Facts don’t tell us what we need to know; only our minds can do that. Use our senses and then figure out what we can do to make something better. Remember that one person can move a mountain if they do it one handful at a time.


----------



## AlanMexicali (Jun 1, 2011)

*Comapred to iother 3rd. World countries*



pappabee said:


> You’ll have to excuse me but I don’t understand what you’re trying to say. Any person with the ability to see can tell that there is a lot of poverty in Mexico. And the same is true for much of the rest of the world. Just take a look at a slum in Rio or Calcutta. You might try driving around the old coal country of Appalachia in the US. Poverty exists and we should not need a bunch of figures to prove it, just our eyes.
> 
> The real question should be not is there poverty but what is being done to help correct it. Not a whole lot of anything. Yes the Mexican Government has raised the minimum wage in some places but, from what I’ve been told, it’s not being enforced much and it doesn’t help the farm workers or those who work daily labor.
> 
> ...



I was interested and amazed at some of these statics: 89.7% are literate in Mexico.

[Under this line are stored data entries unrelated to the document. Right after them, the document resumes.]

//! SSD1683 command definitions
//!
//! Command bytes and parameter values used to drive the SSD1683 e-paper
//! controller found on CrowPanel modules. Commands are sent with the DC line
//! low, their parameters with the DC line high.
//!
//! On cascaded panels (two SSD1683 chips sharing one bus) bit 7 of the command
//! byte selects the target chip, see [`TARGET_PRIMARY`] and [`TARGET_SECONDARY`].
//!
//! ## Example
//!
//! ```rust,no_run
//! use crowpanel_epd::{command, PanelInterface};
//! # use core::convert::Infallible;
//! # use embedded_hal::digital::{InputPin, OutputPin};
//! # use embedded_hal::spi::{Operation, SpiDevice};
//! # use crowpanel_epd::SpiInterface;
//! # struct MockSpi;
//! # impl embedded_hal::spi::ErrorType for MockSpi { type Error = Infallible; }
//! # impl SpiDevice for MockSpi {
//! #     fn transaction(
//! #         &mut self,
//! #         _operations: &mut [Operation<'_, u8>],
//! #     ) -> Result<(), Self::Error> {
//! #         Ok(())
//! #     }
//! # }
//! # struct MockPin;
//! # impl embedded_hal::digital::ErrorType for MockPin { type Error = Infallible; }
//! # impl OutputPin for MockPin {
//! #     fn set_low(&mut self) -> Result<(), Self::Error> { Ok(()) }
//! #     fn set_high(&mut self) -> Result<(), Self::Error> { Ok(()) }
//! # }
//! # impl InputPin for MockPin {
//! #     fn is_high(&mut self) -> Result<bool, Self::Error> { Ok(false) }
//! #     fn is_low(&mut self) -> Result<bool, Self::Error> { Ok(true) }
//! # }
//! # let mut interface = SpiInterface::new(MockSpi, MockPin, Some(MockPin), Some(MockPin));
//! # let pixel_data = [0xFFu8; 4];
//! let _ = interface.send_command(command::SOFT_RESET);
//!
//! let _ = interface.send_command(command::WRITE_RAM_BW);
//! let _ = interface.send_data(&pixel_data);
//! ```

// System control

/// Soft reset (0x12)
///
/// Resets all registers to their defaults. BUSY is high while it runs.
pub const SOFT_RESET: u8 = 0x12;

/// Driver output control (0x01)
///
/// Sets the number of gate lines (MUX). 3 bytes: `[mux-1 LSB, mux-1 MSB, scan mode]`.
pub const DRIVER_OUTPUT_CONTROL: u8 = 0x01;

/// Border waveform control (0x3C)
pub const BORDER_WAVEFORM: u8 = 0x3C;

/// Deep sleep mode (0x10)
///
/// Only a reset brings the controller back.
pub const DEEP_SLEEP: u8 = 0x10;

// RAM access

/// Data entry mode (0x11)
pub const DATA_ENTRY_MODE: u8 = 0x11;

/// Set RAM X address start/end, in bytes (0x44)
pub const SET_RAM_X_RANGE: u8 = 0x44;

/// Set RAM Y address start/end (0x45)
pub const SET_RAM_Y_RANGE: u8 = 0x45;

/// Set RAM X address counter (0x4E)
pub const SET_RAM_X_COUNTER: u8 = 0x4E;

/// Set RAM Y address counter (0x4F)
pub const SET_RAM_Y_COUNTER: u8 = 0x4F;

/// Write black/white RAM, the new frame (0x24)
pub const WRITE_RAM_BW: u8 = 0x24;

/// Write RED RAM (0x26)
///
/// On black/white panels this plane holds the previous frame that the
/// partial waveforms compare against.
pub const WRITE_RAM_OLD: u8 = 0x26;

// Display update

/// Display update control 1 (0x21)
///
/// 2 bytes: `[RAM content option, source output mode]`.
pub const DISPLAY_UPDATE_CTRL1: u8 = 0x21;

/// Display update control 2 (0x22)
///
/// 1 byte selecting the update sequence (clock/analog on, LUT load, pattern display).
pub const DISPLAY_UPDATE_CTRL2: u8 = 0x22;

/// Master activation (0x20)
///
/// Starts the sequence selected with [`DISPLAY_UPDATE_CTRL2`]. BUSY goes high until done.
pub const MASTER_ACTIVATION: u8 = 0x20;

// Cascade targets

/// Command target bit for the primary controller of a cascaded pair
pub const TARGET_PRIMARY: u8 = 0x00;

/// Command target bit for the secondary controller of a cascaded pair
pub const TARGET_SECONDARY: u8 = 0x80;

// Parameters

/// Border waveform used with the full waveform
pub const BORDER_FULL: u8 = 0x05;
/// Border waveform used with the partial and fast waveforms
pub const BORDER_PARTIAL: u8 = 0x80;

/// Update control 1: bypass the old-frame RAM (treat as 0)
pub const CTRL1_BYPASS_OLD: u8 = 0x40;
/// Update control 1: compare new frame against the old-frame RAM
pub const CTRL1_NORMAL: u8 = 0x00;
/// Update control 1 source mode: single chip
pub const CTRL1_SINGLE_CHIP: u8 = 0x00;
/// Update control 1 source mode: cascade
pub const CTRL1_CASCADE: u8 = 0x10;

/// Update control 2: full update using the OTP waveform
pub const CTRL2_FULL: u8 = 0xF7;
/// Update control 2: partial update (mode 2 waveform)
pub const CTRL2_PARTIAL: u8 = 0xFF;
/// Update control 2: fast update (skips the temperature reload)
pub const CTRL2_FAST: u8 = 0xC7;

/// Deep sleep mode 1, RAM retained
pub const DEEP_SLEEP_MODE_1: u8 = 0x01;

/// Data entry: X increment, Y increment
pub const ENTRY_X_INC_Y_INC: u8 = 0x03;
/// Data entry: X decrement, Y increment
pub const ENTRY_X_DEC_Y_INC: u8 = 0x02;
use super::data::{ImageRecord, RecordId};

/// The record currently open in the detail overlay, if any.
///
/// Holds a copy of the record; the store stays the only owner.
#[derive(Debug, Default)]
pub struct SelectionState {
    selected: Option<ImageRecord>,
}

impl SelectionState {
    pub fn new() -> Self {
        Self::default()
    }

    /// Open a record, replacing whatever was open before
    pub fn select(&mut self, record: ImageRecord) {
        self.selected = Some(record);
    }

    pub fn clear(&mut self) {
        self.selected = None;
    }

    /// Whether the detail overlay should be visible
    pub fn is_open(&self) -> bool {
        self.selected.is_some()
    }

    pub fn selected(&self) -> Option<&ImageRecord> {
        self.selected.as_ref()
    }

    pub fn is_selected(&self, id: &RecordId) -> bool {
        self.selected.as_ref().is_some_and(|record| &record.id == id)
    }
}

The infant mortality rate is low and others that don't collateral to your comparing Mexico to any other nation or their areas or others regions of the US [you can do this in Mexico] that you think are in the same situation, in my opinion.

The reasons for some of them have to be hard to figure out.

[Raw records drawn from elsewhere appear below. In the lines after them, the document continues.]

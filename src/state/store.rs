use super::data::{ImageRecord, RecordId};

/// The ImageStore owns every record shown in the gallery.
/// Records keep their insertion order; the list only grows through the
/// picker and only shrinks through an explicit remove.
#[derive(Debug, Default)]
pub struct ImageStore {
    records: Vec<ImageRecord>,
}

impl ImageStore {
    /// Create an empty store
    pub fn new() -> Self {
        Self::default()
    }

    /// Append a record to the end of the list.
    /// Duplicate ids are not checked; the id generator guarantees uniqueness.
    pub fn add(&mut self, record: ImageRecord) {
        self.records.push(record);
    }

    /// Remove the first record with this id and hand it back.
    /// Returns `None` and leaves the list untouched when the id is unknown.
    pub fn remove_by_id(&mut self, id: &RecordId) -> Option<ImageRecord> {
        let index = self.records.iter().position(|record| &record.id == id)?;
        Some(self.records.remove(index))
    }

    /// Current records in insertion order
    pub fn list(&self) -> &[ImageRecord] {
        &self.records
    }

    pub fn get(&self, id: &RecordId) -> Option<&ImageRecord> {
        self.records.iter().find(|record| &record.id == id)
    }

    pub fn contains(&self, id: &RecordId) -> bool {
        self.get(id).is_some()
    }

    pub fn len(&self) -> usize {
        self.records.len()
    }

    pub fn is_empty(&self) -> bool {
        self.records.is_empty()
    }
}

#[cfg(test)]
mod tests {
    use super::*;

    fn record(uri: &str, id: &str) -> ImageRecord {
        ImageRecord::new(uri, RecordId::new(id))
    }

    fn ids(store: &ImageStore) -> Vec<&str> {
        store.list().iter().map(|r| r.id.as_str()).collect()
    }

    #[test]
    fn test_starts_empty() {
        let store = ImageStore::new();
        assert!(store.is_empty());
        assert!(store.list().is_empty());
    }

    #[test]
    fn test_add_to_empty_store() {
        let mut store = ImageStore::new();
        store.add(record("img://a", "1"));

        assert_eq!(store.list(), &[record("img://a", "1")]);
    }

    #[test]
    fn test_adds_keep_insertion_order() {
        let mut store = ImageStore::new();
        for i in 0..10 {
            store.add(record(&format!("img://{}", i), &i.to_string()));
        }

        assert_eq!(store.len(), 10);
        let expected: Vec<String> = (0..10).map(|i| i.to_string()).collect();
        assert_eq!(ids(&store), expected.iter().map(String::as_str).collect::<Vec<_>>());
    }

    #[test]
    fn test_remove_middle_record() {
        let mut store = ImageStore::new();
        store.add(record("img://a", "1"));
        store.add(record("img://b", "2"));
        store.add(record("img://c", "3"));

        let removed = store.remove_by_id(&RecordId::new("2"));

        assert_eq!(removed, Some(record("img://b", "2")));
        assert_eq!(ids(&store), vec!["1", "3"]);
        assert_eq!(store.len(), 2);
    }

    #[test]
    fn test_remove_unknown_id_is_noop() {
        let mut store = ImageStore::new();
        store.add(record("img://a", "1"));
        store.add(record("img://b", "2"));
        let before = store.list().to_vec();

        assert_eq!(store.remove_by_id(&RecordId::new("42")), None);
        assert_eq!(store.list(), before.as_slice());
    }

    #[test]
    fn test_remove_only_first_duplicate() {
        let mut store = ImageStore::new();
        store.add(record("img://a", "1"));
        store.add(record("img://b", "1"));

        let removed = store.remove_by_id(&RecordId::new("1"));

        assert_eq!(removed.map(|r| r.uri), Some("img://a".to_string()));
        assert_eq!(store.list(), &[record("img://b", "1")]);
    }

    #[test]
    fn test_list_is_repeatable() {
        let mut store = ImageStore::new();
        store.add(record("img://a", "1"));

        assert_eq!(store.list(), store.list());
        assert!(store.contains(&RecordId::new("1")));
        assert_eq!(store.get(&RecordId::new("1")).map(|r| r.uri.as_str()), Some("img://a"));
    }
}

Facts sometimes help us to understand things a bit better.

I am not trying to make things better for anyone, that is their responsibility. IMO If being generous is a little help I am all for it.


----------



## sparks (Jun 17, 2007)

>>>> Facts sometimes help us to understand things a bit better.

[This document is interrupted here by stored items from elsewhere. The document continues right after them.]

use iced::widget::image::Handle;
use iced::widget::{button, column, container, stack, text, Column, Image};
use iced::{font, keyboard, Alignment, Color, ContentFit, Element, Font, Length, Subscription, Task, Theme};

mod config;
mod error;
mod picker;
mod state;
mod ui;

use config::GalleryConfig;
use picker::PickerOutcome;
use state::{IdGenerator, ImageRecord, ImageStore, RecordId, SelectionState};

/// Main application state
struct GalleryApp {
    /// User settings, read once at startup
    config: GalleryConfig,
    /// Every record shown in the grid
    store: ImageStore,
    /// Record open in the detail overlay
    selection: SelectionState,
    ids: IdGenerator,
    /// A picker session is in flight
    picking: bool,
    /// Status message to display to the user
    status: String,
}

/// Application messages (events)
#[derive(Debug, Clone)]
pub enum Message {
    /// User clicked the "Pick Image" button
    PickImage,
    /// Picker session ended
    PickerFinished(PickerOutcome),
    /// User tapped a thumbnail
    OpenImage(RecordId),
    /// User clicked a thumbnail's "Remove" button
    RemoveImage(RecordId),
    /// Close button or Escape in the detail overlay
    CloseOverlay,
}

impl GalleryApp {
    /// Create a new instance of the application
    fn new() -> (Self, Task<Message>) {
        (Self::with_config(config::load()), Task::none())
    }

    fn with_config(config: GalleryConfig) -> Self {
        log::info!(
            "🎨 Gallery initialized ({} columns, {}px thumbnails)",
            config.columns(),
            config.thumbnail_size()
        );

        GalleryApp {
            config,
            store: ImageStore::new(),
            selection: SelectionState::new(),
            ids: IdGenerator::new(),
            picking: false,
            status: "Ready.".to_string(),
        }
    }

    fn title(&self) -> String {
        self.config.title.clone()
    }

    /// Handle application messages and update state
    fn update(&mut self, message: Message) -> Task<Message> {
        match message {
            Message::PickImage => {
                // The button is disabled while picking, but a queued press can still arrive
                if self.picking {
                    log::debug!("Picker already open, ignoring request");
                    return Task::none();
                }

                self.picking = true;
                self.status = "Waiting for image picker...".to_string();

                Task::perform(
                    picker::launch_image_library(self.config.picker.clone()),
                    Message::PickerFinished,
                )
            }
            Message::PickerFinished(outcome) => {
                self.picking = false;
                self.apply_pick(outcome);
                Task::none()
            }
            Message::OpenImage(id) => {
                if let Some(record) = self.store.get(&id).cloned() {
                    log::debug!("Opening image {}", id);
                    self.selection.select(record);
                }
                Task::none()
            }
            Message::RemoveImage(id) => {
                if !self.store.contains(&id) {
                    log::debug!("Remove of unknown image {} ignored", id);
                    return Task::none();
                }

                if let Some(removed) = self.store.remove_by_id(&id) {
                    log::info!("🗑️  Removed image {} ({})", removed.id, removed.uri);
                    // A deleted record must not stay on screen
                    if self.selection.is_selected(&removed.id) {
                        self.selection.clear();
                    }
                    self.status = self.count_status();
                }
                Task::none()
            }
            Message::CloseOverlay => {
                if self.selection.is_open() {
                    log::debug!("Closing image overlay");
                }
                self.selection.clear();
                Task::none()
            }
        }
    }

    /// Fold a picker outcome into the store
    fn apply_pick(&mut self, outcome: PickerOutcome) {
        match outcome {
            PickerOutcome::Cancelled => {
                log::info!("User cancelled image picker");
                self.status = self.count_status();
            }
            PickerOutcome::Failed { message } => {
                log::warn!("⚠️  Image picker error: {}", message);
                self.status = format!("Could not add image: {}", message);
            }
            PickerOutcome::Succeeded { uri } => {
                let record = ImageRecord::new(uri, self.ids.next_id());
                log::info!("📸 Added image {} ({})", record.id, record.uri);
                self.store.add(record);
                self.status = self.count_status();
            }
        }
    }

    fn count_status(&self) -> String {
        match self.store.len() {
            1 => "1 image in gallery.".to_string(),
            n => format!("{} images in gallery.", n),
        }
    }

    /// Build the user interface
    fn view(&self) -> Element<'_, Message> {
        let title = text(&self.config.title)
            .size(36)
            .color(Color::WHITE)
            .font(Font {
                weight: font::Weight::Bold,
                ..Font::DEFAULT
            });

        let pick = button("Pick Image")
            .padding(10)
            .on_press_maybe((!self.picking).then_some(Message::PickImage));

        let grid = ui::gallery::view(
            &self.store,
            self.config.columns(),
            self.config.thumbnail_size(),
        );

        let content: Column<Message> = column![title, pick, text(&self.status).size(16), grid]
            .spacing(20)
            .padding(20)
            .align_x(Alignment::Center);

        let mut screen = stack![container(content)
            .width(Length::Fill)
            .height(Length::Fill)
            .center_x(Length::Fill)];

        if let Some(background) = &self.config.background {
            screen = stack![
                Image::new(Handle::from_path(background))
                    .width(Length::Fill)
                    .height(Length::Fill)
                    .content_fit(ContentFit::Cover),
                screen
            ];
        }

        match self.selection.selected() {
            Some(record) => stack![screen, ui::overlay::view(record)].into(),
            None => screen.into(),
        }
    }

    /// Escape is only routed while the overlay is up
    fn subscription(&self) -> Subscription<Message> {
        if self.selection.is_open() {
            keyboard::on_key_press(ui::overlay::dismiss_key)
        } else {
            Subscription::none()
        }
    }

    /// Set the application theme
    fn theme(&self) -> Theme {
        Theme::Dark
    }
}

fn main() -> iced::Result {
    env_logger::Builder::from_env(env_logger::Env::default().default_filter_or("info")).init();

    iced::application(GalleryApp::title, GalleryApp::update, GalleryApp::view)
        .subscription(GalleryApp::subscription)
        .theme(GalleryApp::theme)
        .centered()
        .run_with(GalleryApp::new)
}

For someone from outside Mexico looking in maybe. For me it's 'feeling' the way it is by being here ... not writing a college paper


----------



## pappabee (Jun 22, 2010)

AlanMexicali said:


> I was interested and amazed at some of these statics: 89.7% are literate in Mexico.
> 
> The infant mortality rate is low and others that don't collateral to your comparing Mexico to any other nation or their areas or others regions of the US [you can do this in Mexico] that you think are in the same situation, in my opinion.
> 
> ...


As I said I was confused as to what you were trying to say. Yes facts can help but it would have been better if you had taken some of the facts and used them to make a point or two. I was not trying to compare Mexico with other countries just that horrable slums exist all over. 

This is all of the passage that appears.